O ağın içine gazeteci girer, iş adamı girer, siyasetçi girer, akademisyen girer…
Sonunda milletin kaderi, milletin elinden alınır; yabancı istihbarat masalarında çizilen planlar, “yerli” görünümlü isimlerin eliyle sahneye konur.
Bugün ortaya çıkan Hüseyin Gün dosyası — eğer iddialar doğruysa — Türkiye’nin uzun zamandır içinde dönen görünmez çarkları bir nebze görünür kılmıştır.

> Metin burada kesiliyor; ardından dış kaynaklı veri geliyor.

//! # REST API for Product Management
//!
//! Endpoints for creating, retrieving, updating, and deleting catalog
//! products.

use axum::{
    extract::{Path, State},
    http::StatusCode,
    response::Json,
};
use tracing::info;

use crate::io::rest::error::ApiError;
use crate::io::rest::extract::ApiJson;
use crate::io::rest::mappers::ProductMapper;
use crate::AppState;
use shared::{CreateProductRequest, MessageResponse, Product, UpdateProductRequest};

/// Create a new product
pub async fn create_product(
    State(state): State<AppState>,
    ApiJson(request): ApiJson<CreateProductRequest>,
) -> Result<(StatusCode, Json<Product>), ApiError> {
    info!("POST /products - request: {:?}", request);

    let product = state.product_service.create_product(request).await?;

    Ok((StatusCode::CREATED, Json(ProductMapper::to_dto(product))))
}

/// Get a product by ID
pub async fn get_product(
    State(state): State<AppState>,
    Path(product_id): Path<i64>,
) -> Result<Json<Product>, ApiError> {
    info!("GET /products/{}", product_id);

    let product = state.product_service.get_product(product_id).await?;

    Ok(Json(ProductMapper::to_dto(product)))
}

/// List all products
pub async fn list_products(State(state): State<AppState>) -> Result<Json<Vec<Product>>, ApiError> {
    info!("GET /products");

    let products = state.product_service.list_products().await?;

    Ok(Json(ProductMapper::to_product_list_dto(products)))
}

/// Update a product's name and price
pub async fn update_product(
    State(state): State<AppState>,
    Path(product_id): Path<i64>,
    ApiJson(request): ApiJson<UpdateProductRequest>,
) -> Result<Json<Product>, ApiError> {
    info!("PUT /products/{} - request: {:?}", product_id, request);

    let product = state
        .product_service
        .update_product(product_id, request)
        .await?;

    Ok(Json(ProductMapper::to_dto(product)))
}

/// Delete a product
pub async fn delete_product(
    State(state): State<AppState>,
    Path(product_id): Path<i64>,
) -> Result<Json<MessageResponse>, ApiError> {
    info!("DELETE /products/{}", product_id);

    state.product_service.delete_product(product_id).await?;

    Ok(Json(MessageResponse::new(format!(
        "successfully deleted product {}",
        product_id
    ))))
}
use chrono::{DateTime, NaiveDateTime, Utc};
use tracing::{info, warn};

use crate::domain::error::{DomainError, FieldErrors};
use crate::domain::models::order::Order;
use crate::domain::models::product::Product;
use crate::storage::sqlite::repositories::{OrderRepository, ProductRepository, UserRepository};
use crate::storage::sqlite::DbConnection;
use shared::CreateOrderRequest;

/// Service for placing orders and managing their product contents
#[derive(Clone)]
pub struct OrderService {
    orders: OrderRepository,
    users: UserRepository,
    products: ProductRepository,
}

impl OrderService {
    /// Create a new OrderService
    pub fn new(db: DbConnection) -> Self {
        Self {
            orders: OrderRepository::new(db.clone()),
            users: UserRepository::new(db.clone()),
            products: ProductRepository::new(db),
        }
    }

    /// Place a new order for a user
    pub async fn create_order(&self, request: CreateOrderRequest) -> Result<Order, DomainError> {
        info!("Creating order: user_id={:?}", request.user_id);

        // Validate the request
        let (user_id, order_date) = self.validate_create_request(&request)?;

        // The owner must exist before the order can reference it
        if self.users.get_user(user_id).await?.is_none() {
            warn!("User not found: {}", user_id);
            return Err(DomainError::not_found("User", user_id));
        }

        let order = self.orders.create_order(user_id, order_date).await?;

        info!("Created order: {} for user: {}", order.id, order.user_id);

        Ok(order)
    }

    /// List all orders placed by one user
    pub async fn list_orders_for_user(&self, user_id: i64) -> Result<Vec<Order>, DomainError> {
        info!("Listing orders for user: {}", user_id);

        if self.users.get_user(user_id).await?.is_none() {
            warn!("User not found: {}", user_id);
            return Err(DomainError::not_found("User", user_id));
        }

        let orders = self.orders.list_orders_for_user(user_id).await?;

        info!("Found {} orders for user: {}", orders.len(), user_id);

        Ok(orders)
    }

    /// List the products contained in an order
    pub async fn list_order_products(&self, order_id: i64) -> Result<Vec<Product>, DomainError> {
        info!("Listing products for order: {}", order_id);

        if self.orders.get_order(order_id).await?.is_none() {
            warn!("Order not found: {}", order_id);
            return Err(DomainError::not_found("Order", order_id));
        }

        let products = self.orders.list_products(order_id).await?;

        info!("Found {} products in order: {}", products.len(), order_id);

        Ok(products)
    }

    /// Add a product to an order.
    ///
    /// Returns `true` when the product was newly added and `false` when it
    /// was already in the order; re-adding never duplicates the link.
    pub async fn add_product_to_order(
        &self,
        order_id: i64,
        product_id: i64,
    ) -> Result<bool, DomainError> {
        info!("Adding product {} to order {}", product_id, order_id);

        self.require_order(order_id).await?;
        self.require_product(product_id).await?;

        if self.orders.contains_product(order_id, product_id).await? {
            info!("Product {} already in order {}", product_id, order_id);
            return Ok(false);
        }

        self.orders.add_product(order_id, product_id).await?;

        info!("Added product {} to order {}", product_id, order_id);

        Ok(true)
    }

    /// Remove a product from an order
    pub async fn remove_product_from_order(
        &self,
        order_id: i64,
        product_id: i64,
    ) -> Result<(), DomainError> {
        info!("Removing product {} from order {}", product_id, order_id);

        self.require_order(order_id).await?;
        self.require_product(product_id).await?;

        let removed = self.orders.remove_product(order_id, product_id).await?;
        if !removed {
            warn!("Product {} not in order {}", product_id, order_id);
            return Err(DomainError::NotAssociated(
                "Product not in this order".to_string(),
            ));
        }

        info!("Removed product {} from order {}", product_id, order_id);

        Ok(())
    }

    async fn require_order(&self, order_id: i64) -> Result<(), DomainError> {
        if self.orders.get_order(order_id).await?.is_none() {
            warn!("Order not found: {}", order_id);
            return Err(DomainError::not_found("Order", order_id));
        }
        Ok(())
    }

    async fn require_product(&self, product_id: i64) -> Result<(), DomainError> {
        if self.products.get_product(product_id).await?.is_none() {
            warn!("Product not found: {}", product_id);
            return Err(DomainError::not_found("Product", product_id));
        }
        Ok(())
    }

    /// Validate create order request
    fn validate_create_request(
        &self,
        request: &CreateOrderRequest,
    ) -> Result<(i64, DateTime<Utc>), DomainError> {
        let mut errors = FieldErrors::new();

        let user_id = match request.user_id {
            Some(user_id) => user_id,
            None => {
                errors.add("user_id", "Missing data for required field.");
                0
            }
        };

        let order_date = match request.order_date.as_deref() {
            Some(value) => match Self::parse_order_date(value) {
                Some(parsed) => parsed,
                None => {
                    errors.add("order_date", "Not a valid datetime.");
                    Utc::now()
                }
            },
            None => {
                errors.add("order_date", "Missing data for required field.");
                Utc::now()
            }
        };

        if !errors.is_empty() {
            return Err(DomainError::Validation(errors));
        }

        Ok((user_id, order_date))
    }

    /// Parse an order date, taking bare timestamps as UTC
    fn parse_order_date(value: &str) -> Option<DateTime<Utc>> {
        if let Ok(parsed) = DateTime::parse_from_rfc3339(value) {
            return Some(parsed.with_timezone(&Utc));
        }

        NaiveDateTime::parse_from_str(value, "%Y-%m-%dT%H:%M:%S%.f")
            .or_else(|_| NaiveDateTime::parse_from_str(value, "%Y-%m-%d %H:%M:%S%.f"))
            .map(|naive| naive.and_utc())
            .ok()
    }
}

Bir telefon rehberi… ama içinde bir milletin kaderini yönlendirmek isteyen binlerce yabancı isim.
MI6’dan CIA’ya, Mossad’dan Pentagon’a kadar uzanan bir zincir…
Ve bu zincirin ucunda Türkiye’nin seçimlerine, iç siyaset dengesine, hatta fikir iklimine yön verme çabaları.[1]
III. İhanetin Gölgesi: Truva’nın Yeni Sureti
Her devirde ihanetin kılığı değişir.
Eskiden işgalci donanmalarla gelen düşman, şimdi “düşünce kuruluşları”, “vakıflar”, “dijital ağlar” ve “danışmanlık şirketleri”yle gelir.
Silahın yerini veri alır; topun yerini propaganda; casusun yerini sosyal medya stratejisti…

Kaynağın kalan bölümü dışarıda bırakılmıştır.